INSTRUCTIONS TO FOLLOW:
Would you please copy each line below that includes the string "visualize"?

EXTRACTED RECORDS:
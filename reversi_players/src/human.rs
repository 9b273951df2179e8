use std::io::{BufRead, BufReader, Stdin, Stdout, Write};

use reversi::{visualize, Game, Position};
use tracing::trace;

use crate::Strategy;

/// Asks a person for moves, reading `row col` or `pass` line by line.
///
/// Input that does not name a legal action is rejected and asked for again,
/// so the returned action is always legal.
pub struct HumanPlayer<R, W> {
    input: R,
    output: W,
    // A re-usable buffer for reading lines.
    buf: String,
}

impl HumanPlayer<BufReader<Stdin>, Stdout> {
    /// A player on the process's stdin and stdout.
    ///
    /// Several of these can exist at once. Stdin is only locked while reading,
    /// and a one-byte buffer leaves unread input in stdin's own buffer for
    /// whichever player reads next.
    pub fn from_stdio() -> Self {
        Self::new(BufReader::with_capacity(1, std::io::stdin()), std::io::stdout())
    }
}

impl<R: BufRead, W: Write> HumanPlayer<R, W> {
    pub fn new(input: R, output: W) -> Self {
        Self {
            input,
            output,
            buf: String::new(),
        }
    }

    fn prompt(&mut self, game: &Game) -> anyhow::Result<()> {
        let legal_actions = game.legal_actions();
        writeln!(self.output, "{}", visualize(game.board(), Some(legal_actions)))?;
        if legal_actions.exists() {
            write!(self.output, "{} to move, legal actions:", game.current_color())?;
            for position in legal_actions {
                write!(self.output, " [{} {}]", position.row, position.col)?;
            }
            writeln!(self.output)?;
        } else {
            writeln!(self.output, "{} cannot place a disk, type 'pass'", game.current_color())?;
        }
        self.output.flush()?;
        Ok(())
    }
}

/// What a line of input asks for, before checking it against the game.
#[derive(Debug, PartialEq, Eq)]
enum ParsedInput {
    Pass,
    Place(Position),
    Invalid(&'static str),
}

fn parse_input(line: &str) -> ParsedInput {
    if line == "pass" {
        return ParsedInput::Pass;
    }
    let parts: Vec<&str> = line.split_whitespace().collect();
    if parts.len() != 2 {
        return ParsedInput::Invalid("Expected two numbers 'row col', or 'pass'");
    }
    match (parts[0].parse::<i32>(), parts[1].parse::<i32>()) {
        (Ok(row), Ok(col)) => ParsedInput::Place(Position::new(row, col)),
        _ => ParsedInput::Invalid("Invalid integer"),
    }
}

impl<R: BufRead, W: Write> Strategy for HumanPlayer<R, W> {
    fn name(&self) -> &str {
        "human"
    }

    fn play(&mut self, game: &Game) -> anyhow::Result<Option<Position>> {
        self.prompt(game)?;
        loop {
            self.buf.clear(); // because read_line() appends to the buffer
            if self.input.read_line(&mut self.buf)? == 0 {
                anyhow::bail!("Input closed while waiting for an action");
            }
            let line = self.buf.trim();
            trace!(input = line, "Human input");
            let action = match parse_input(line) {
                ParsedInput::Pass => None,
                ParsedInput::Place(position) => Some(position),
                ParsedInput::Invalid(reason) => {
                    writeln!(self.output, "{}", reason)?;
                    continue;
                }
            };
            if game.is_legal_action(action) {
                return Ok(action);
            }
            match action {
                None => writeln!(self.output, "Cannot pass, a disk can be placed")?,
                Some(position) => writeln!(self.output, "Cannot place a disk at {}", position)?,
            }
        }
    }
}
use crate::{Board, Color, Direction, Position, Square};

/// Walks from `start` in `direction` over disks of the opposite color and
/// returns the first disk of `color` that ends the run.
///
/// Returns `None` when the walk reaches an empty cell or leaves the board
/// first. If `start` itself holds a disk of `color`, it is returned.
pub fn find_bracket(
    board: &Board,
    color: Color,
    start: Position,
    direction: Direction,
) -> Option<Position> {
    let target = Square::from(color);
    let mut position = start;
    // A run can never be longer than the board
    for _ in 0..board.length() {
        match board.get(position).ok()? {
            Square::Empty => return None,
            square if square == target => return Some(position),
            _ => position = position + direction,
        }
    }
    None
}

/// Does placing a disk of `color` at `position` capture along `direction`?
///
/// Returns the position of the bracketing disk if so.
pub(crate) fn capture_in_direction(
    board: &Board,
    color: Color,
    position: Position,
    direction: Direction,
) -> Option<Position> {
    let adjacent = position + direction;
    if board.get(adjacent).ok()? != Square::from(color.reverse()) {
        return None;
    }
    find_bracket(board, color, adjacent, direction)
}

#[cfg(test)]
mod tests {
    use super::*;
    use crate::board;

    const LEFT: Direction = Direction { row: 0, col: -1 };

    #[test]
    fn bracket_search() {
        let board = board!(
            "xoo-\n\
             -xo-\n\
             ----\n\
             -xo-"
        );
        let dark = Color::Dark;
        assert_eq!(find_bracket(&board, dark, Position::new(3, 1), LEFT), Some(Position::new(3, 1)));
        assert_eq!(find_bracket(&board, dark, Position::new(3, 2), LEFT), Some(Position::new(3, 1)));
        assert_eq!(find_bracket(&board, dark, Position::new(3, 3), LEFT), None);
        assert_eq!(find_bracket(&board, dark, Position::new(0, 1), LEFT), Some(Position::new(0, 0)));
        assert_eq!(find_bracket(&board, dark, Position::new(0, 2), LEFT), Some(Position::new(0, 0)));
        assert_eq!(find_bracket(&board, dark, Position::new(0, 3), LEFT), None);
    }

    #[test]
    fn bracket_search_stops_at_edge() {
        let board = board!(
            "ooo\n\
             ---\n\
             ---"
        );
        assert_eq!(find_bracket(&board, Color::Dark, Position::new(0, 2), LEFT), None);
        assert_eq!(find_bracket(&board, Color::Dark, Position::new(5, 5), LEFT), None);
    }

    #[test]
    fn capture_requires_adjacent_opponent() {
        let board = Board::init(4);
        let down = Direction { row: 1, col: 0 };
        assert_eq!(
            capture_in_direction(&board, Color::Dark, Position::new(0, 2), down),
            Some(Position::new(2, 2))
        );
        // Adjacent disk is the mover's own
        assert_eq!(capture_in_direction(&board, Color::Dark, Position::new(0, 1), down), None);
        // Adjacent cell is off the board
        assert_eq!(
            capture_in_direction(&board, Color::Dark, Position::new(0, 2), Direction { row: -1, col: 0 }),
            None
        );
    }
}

==

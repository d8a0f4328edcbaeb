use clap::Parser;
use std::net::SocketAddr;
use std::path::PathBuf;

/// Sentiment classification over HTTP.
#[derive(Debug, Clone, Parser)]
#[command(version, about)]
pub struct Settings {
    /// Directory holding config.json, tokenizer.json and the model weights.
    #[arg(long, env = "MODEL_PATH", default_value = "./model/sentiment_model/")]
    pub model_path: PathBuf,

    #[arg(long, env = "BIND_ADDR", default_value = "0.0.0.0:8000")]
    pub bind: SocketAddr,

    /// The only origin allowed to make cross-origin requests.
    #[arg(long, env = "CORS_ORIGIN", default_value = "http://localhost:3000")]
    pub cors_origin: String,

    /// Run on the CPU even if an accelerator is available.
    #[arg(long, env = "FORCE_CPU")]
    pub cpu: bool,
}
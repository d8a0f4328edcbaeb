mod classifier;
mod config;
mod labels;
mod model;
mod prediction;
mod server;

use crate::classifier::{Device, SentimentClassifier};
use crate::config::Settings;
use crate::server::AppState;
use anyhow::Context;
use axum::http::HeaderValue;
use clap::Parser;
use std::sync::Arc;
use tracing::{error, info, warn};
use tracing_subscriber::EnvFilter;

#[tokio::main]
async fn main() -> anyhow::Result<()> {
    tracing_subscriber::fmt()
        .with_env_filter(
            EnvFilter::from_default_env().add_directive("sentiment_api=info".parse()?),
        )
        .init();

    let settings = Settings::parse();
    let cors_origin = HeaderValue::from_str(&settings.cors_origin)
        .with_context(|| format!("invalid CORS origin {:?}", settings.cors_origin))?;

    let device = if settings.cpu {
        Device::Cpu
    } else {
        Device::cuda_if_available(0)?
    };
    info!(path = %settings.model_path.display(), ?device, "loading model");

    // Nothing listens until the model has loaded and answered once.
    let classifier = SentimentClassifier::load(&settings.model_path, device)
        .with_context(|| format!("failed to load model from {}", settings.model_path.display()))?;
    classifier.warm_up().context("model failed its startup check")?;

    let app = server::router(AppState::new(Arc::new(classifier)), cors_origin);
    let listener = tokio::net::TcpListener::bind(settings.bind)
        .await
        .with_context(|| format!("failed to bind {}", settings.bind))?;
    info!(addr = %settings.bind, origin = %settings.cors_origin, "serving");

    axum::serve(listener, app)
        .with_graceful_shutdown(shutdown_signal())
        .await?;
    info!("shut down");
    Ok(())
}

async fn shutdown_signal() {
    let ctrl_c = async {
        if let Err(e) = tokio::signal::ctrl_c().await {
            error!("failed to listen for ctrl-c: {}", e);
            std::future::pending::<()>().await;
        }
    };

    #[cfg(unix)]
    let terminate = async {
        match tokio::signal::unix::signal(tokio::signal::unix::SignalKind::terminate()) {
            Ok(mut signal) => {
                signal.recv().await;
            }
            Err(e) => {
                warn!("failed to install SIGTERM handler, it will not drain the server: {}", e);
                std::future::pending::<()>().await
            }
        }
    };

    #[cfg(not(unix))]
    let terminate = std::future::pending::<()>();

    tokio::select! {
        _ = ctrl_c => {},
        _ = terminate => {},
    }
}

---

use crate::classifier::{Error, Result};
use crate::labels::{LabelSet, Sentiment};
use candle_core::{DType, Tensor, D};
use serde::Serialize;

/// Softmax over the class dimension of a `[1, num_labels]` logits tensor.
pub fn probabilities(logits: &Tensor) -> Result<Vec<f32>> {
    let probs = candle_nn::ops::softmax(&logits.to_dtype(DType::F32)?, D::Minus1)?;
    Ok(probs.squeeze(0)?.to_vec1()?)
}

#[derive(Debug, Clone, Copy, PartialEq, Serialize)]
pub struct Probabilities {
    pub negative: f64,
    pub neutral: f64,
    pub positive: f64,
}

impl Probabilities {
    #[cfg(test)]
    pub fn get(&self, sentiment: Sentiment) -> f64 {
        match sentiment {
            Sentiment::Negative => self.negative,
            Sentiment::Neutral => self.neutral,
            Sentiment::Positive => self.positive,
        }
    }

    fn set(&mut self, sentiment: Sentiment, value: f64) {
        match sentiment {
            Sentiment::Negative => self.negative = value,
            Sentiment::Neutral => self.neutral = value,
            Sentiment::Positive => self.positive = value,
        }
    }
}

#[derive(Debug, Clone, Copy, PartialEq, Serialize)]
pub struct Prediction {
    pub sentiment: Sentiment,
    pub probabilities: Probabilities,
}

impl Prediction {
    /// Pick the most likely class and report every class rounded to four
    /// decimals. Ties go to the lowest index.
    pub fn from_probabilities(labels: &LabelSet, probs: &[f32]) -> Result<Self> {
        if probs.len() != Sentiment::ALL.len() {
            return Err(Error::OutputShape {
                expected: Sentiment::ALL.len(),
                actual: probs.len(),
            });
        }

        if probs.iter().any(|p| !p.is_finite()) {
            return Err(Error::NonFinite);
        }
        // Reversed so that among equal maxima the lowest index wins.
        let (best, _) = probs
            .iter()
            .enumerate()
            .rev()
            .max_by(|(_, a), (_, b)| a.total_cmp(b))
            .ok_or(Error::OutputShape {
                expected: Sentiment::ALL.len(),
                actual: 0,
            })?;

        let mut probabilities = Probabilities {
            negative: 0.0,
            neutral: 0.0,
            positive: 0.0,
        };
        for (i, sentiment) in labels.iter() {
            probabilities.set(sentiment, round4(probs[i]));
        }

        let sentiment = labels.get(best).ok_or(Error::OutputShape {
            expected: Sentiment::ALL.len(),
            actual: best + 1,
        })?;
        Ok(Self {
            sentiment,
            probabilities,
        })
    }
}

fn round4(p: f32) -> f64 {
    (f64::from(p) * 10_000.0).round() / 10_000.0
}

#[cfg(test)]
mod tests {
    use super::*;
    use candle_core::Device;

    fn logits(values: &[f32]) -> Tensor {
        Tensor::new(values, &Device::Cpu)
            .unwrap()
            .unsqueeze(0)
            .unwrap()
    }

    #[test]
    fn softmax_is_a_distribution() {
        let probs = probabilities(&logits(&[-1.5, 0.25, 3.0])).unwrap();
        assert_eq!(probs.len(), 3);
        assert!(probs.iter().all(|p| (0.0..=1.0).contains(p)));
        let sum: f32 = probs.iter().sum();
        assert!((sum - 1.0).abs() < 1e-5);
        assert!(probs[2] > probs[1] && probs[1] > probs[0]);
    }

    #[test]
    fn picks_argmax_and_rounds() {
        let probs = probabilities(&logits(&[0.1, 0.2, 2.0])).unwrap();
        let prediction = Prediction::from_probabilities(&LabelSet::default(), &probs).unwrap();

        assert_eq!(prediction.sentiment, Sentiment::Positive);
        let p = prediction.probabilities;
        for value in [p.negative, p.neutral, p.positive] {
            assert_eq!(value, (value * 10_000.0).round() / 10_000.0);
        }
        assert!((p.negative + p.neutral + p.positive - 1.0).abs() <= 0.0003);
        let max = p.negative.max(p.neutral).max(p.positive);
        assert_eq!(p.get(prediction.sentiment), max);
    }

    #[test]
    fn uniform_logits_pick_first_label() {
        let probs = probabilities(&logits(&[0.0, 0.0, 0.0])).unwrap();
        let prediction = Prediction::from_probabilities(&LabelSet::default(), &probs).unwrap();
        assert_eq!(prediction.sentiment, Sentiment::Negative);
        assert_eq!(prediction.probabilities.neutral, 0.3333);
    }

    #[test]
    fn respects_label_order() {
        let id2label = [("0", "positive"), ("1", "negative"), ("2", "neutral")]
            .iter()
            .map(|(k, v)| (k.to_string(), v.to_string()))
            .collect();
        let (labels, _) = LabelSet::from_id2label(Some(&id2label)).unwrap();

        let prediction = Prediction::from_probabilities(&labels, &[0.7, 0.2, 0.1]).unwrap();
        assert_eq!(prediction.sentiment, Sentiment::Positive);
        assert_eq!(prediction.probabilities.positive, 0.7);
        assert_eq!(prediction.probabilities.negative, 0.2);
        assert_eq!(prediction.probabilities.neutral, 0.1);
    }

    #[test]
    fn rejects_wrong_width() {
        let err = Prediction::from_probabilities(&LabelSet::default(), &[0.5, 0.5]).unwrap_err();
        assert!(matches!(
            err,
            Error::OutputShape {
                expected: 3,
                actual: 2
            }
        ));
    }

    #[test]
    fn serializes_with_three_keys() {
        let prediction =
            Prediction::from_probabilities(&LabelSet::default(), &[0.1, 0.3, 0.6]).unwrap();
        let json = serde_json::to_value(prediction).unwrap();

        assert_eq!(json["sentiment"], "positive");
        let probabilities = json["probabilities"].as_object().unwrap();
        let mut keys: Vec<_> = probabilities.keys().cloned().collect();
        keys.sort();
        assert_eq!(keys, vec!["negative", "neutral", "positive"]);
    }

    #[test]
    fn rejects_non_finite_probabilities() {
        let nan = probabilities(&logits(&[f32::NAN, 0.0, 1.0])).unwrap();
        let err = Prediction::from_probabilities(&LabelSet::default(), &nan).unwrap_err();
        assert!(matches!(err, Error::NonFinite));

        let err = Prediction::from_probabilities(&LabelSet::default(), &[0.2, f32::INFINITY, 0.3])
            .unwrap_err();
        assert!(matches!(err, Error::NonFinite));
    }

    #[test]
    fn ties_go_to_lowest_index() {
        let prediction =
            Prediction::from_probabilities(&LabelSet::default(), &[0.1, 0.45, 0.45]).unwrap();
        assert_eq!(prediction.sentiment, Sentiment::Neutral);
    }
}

EXERCISE ANSWER:
use reversi::{visualize, Game, Position};
        writeln!(self.output, "{}", visualize(game.board(), Some(legal_actions)))?;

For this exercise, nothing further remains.